= Your assignment =
If a line comes after the one containing "an RGB array", leave it out; copy every line before it, and that line too, exactly as written, starting from the first line of the entries.

### Material supplied

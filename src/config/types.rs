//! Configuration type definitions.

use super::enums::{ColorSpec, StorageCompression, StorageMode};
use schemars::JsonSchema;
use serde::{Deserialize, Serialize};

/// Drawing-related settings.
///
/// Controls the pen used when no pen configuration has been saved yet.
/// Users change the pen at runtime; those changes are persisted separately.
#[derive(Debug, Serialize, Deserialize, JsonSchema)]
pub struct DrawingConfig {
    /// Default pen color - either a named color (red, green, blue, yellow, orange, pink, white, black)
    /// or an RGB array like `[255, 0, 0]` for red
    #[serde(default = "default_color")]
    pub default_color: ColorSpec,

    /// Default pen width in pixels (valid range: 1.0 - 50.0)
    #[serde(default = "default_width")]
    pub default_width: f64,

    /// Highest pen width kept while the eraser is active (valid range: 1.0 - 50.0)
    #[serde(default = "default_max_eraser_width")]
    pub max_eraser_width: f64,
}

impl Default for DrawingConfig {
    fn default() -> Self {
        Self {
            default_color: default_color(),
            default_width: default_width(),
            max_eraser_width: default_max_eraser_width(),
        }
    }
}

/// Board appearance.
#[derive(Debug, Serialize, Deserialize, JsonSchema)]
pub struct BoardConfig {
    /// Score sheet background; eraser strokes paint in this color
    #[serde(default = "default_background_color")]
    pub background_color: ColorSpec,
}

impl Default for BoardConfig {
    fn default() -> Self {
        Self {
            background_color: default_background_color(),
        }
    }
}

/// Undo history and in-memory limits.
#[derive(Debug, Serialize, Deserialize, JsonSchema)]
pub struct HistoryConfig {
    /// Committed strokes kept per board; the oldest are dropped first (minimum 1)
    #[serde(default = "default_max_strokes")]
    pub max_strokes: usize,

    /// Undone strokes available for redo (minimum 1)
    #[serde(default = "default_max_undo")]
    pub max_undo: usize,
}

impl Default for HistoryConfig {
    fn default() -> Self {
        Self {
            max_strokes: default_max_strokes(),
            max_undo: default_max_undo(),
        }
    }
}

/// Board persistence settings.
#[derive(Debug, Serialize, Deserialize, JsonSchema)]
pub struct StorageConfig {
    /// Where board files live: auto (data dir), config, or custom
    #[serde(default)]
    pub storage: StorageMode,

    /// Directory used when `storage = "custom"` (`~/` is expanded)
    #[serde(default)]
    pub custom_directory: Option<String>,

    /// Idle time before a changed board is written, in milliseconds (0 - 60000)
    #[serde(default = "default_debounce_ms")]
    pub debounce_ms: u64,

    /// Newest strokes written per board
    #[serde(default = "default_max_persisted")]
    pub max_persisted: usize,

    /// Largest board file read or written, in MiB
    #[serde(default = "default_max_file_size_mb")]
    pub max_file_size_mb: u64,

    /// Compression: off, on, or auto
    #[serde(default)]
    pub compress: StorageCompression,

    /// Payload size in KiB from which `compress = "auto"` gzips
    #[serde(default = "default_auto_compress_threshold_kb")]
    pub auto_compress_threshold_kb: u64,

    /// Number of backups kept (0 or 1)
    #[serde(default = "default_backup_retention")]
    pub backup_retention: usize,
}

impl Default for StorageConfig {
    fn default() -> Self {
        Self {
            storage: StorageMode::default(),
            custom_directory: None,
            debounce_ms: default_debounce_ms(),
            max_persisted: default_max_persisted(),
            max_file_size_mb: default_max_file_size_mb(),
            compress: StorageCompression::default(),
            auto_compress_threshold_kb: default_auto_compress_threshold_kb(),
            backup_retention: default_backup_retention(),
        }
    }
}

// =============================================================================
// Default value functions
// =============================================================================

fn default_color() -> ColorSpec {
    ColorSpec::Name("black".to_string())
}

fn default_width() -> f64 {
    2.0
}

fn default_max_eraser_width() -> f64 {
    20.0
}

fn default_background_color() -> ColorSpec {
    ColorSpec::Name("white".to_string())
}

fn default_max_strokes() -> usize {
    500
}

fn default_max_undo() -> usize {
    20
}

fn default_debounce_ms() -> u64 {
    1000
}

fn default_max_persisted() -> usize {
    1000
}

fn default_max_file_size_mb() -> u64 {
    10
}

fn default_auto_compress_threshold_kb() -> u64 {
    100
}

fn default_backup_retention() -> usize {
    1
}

######

= Result =
filename src/config/types.rs
//! Configuration type definitions.

use super::enums::{ColorSpec, StorageCompression, StorageMode};
use schemars::JsonSchema;
use serde::{Deserialize, Serialize};

/// Drawing-related settings.
///
/// Controls the pen used when no pen configuration has been saved yet.
/// Users change the pen at runtime; those changes are persisted separately.
#[derive(Debug, Serialize, Deserialize, JsonSchema)]
pub struct DrawingConfig {
    /// Default pen color - either a named color (red, green, blue, yellow, orange, pink, white, black)
    /// or an RGB array like `[255, 0, 0]` for red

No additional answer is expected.